Adapted from Hairy Dieters
Adapted from Hairy Dieters
Focus on Flavour https://www.focusonflavour.com/

Thai Salmon Patties with Pickled Vegetable Ribbons <250kcal

Thai Salmon Patties with Pickled Vegetable RibbonsI was reminded of these when a member of the 5:2 Intermittent Fasting Diet group on Facebook asked for a fishcake recipe that didn’t require the use of breadcrumbs or mashed potato. I can’t wait for our next 5:2 fast day to do them again! Pickled vegetables are quite a thing now, turning up regularly on Masterchef as an accompaniment. It’s a great way of adding some zingy flavour without a lot of calories.

Thai Salmon Patties with Pickled Vegetable Ribbons

I had always thought that fish cakes needed potato or something to hold them together, but not so, these work beautifully. I like to make them small so that they cook quickly and the centre stays moist and pink. 

I’ve usually done the fish patties with salmon, but they would work equally well with any firm white fish or tuna or swordfish.

As an alternative to rice wine vinegar, try apple cider vinegar. I use maple syrup as it mixes in easily, but you could use coconut sugar or raw brown sugar instead. A little sweetness adds to the complexity of flavours.

Cucumber and carrots are obvious candidates for pickle, but you could use courgettes, beetroot, cauliflower or fennel as alternatives and slices of red onion instead of spring onion.

Serves 2

  • 250g salmon fillets 244 kcals
  • 2 tsp grated root ginger 4 kcals
  • 1 tbsp chopped coriander leaf
  • 1 tsp Thai red curry paste 10 kcals
  • 1 tbsp Tamari soy sauce 16 kcals
  • 1 tsp maple syrup 12 kcals
  • 1/2 tbsp rice wine vinegar 6 kcals
  • 1 carrot 26 kcals
  • 1/2 cucumber 18 kcals
  • 2 spring onions 10 kcals
  • 1 tbsp groundnut oil 120 kcals

Put the salmon, ginger, coriander, Thai curry paste and Tamari into a food processor and whizz until the fish is minced. With damp hands, form into 6 patties. Keep them cool while you prepare the vegetables.

Mix the vinegar and maple syrup in a bowl.

Peel the carrot and cucumber into long strips or ribbons and cut the spring onion into long slivers. Add to the bowl and toss together well.

Heat the oil in a frying pan over medium heat and fry the patties for a couple of minutes on each side, until just cooked through.

Serve immediately with the vegetable pickle.

Per serving: kcals 228
Carbs 12g Fat 11g 7g

For a main meal, also serve some steamed broccoli and wilted spinach.

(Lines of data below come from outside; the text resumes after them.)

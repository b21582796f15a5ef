//! Conversation Registry Port - live chat sessions.

use std::sync::Arc;

use async_trait::async_trait;
use tokio::sync::Mutex;

use crate::domain::conversation::ConversationSession;
use crate::domain::foundation::{ReportId, SessionId};

/// Shared handle to one session. The lock guards state transitions only;
/// an in-flight turn is tracked by the session's own turn state.
pub type SessionHandle = Arc<Mutex<ConversationSession>>;

#[async_trait]
pub trait ConversationRegistry: Send + Sync {
    /// Opens a new session over a report.
    async fn open(&self, report_id: ReportId) -> (SessionId, SessionHandle);

    async fn get(&self, id: &SessionId) -> Option<SessionHandle>;

    /// Closes a session. Returns whether it existed.
    async fn close(&self, id: &SessionId) -> bool;

    async fn len(&self) -> usize;
}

Thai Salmon Patties with Pickled Vegetable Ribbons

This recipe is in my book 5:2 Healthy Eating for Life, available on Amazon in kindle or print format.

Upside Down Fish Pie

This is dish I have made lots of times now. It is very forgiving of quantities, of the type of fish, of the herbs in the gremolata. You can peel the potatoes or not, use big or small ones, use red, white or spring onions, use whole small or larger halved tomatoes, or even some tinned or frozen tomatoes… It’s a great dish for preparing ahead, up to the stage where you add the fish for the final cooking time; so it works well for a dinner party with friends, all you need to serve alongside is perhaps a fresh green salad or lightly steamed green veg. I have served it on a fast day by using smaller pieces of fish and being mean with the olive oil and potatoes! It is quite substantial and satisfying. For a lower-carb version, you could swap potatoes for slices of summer squash.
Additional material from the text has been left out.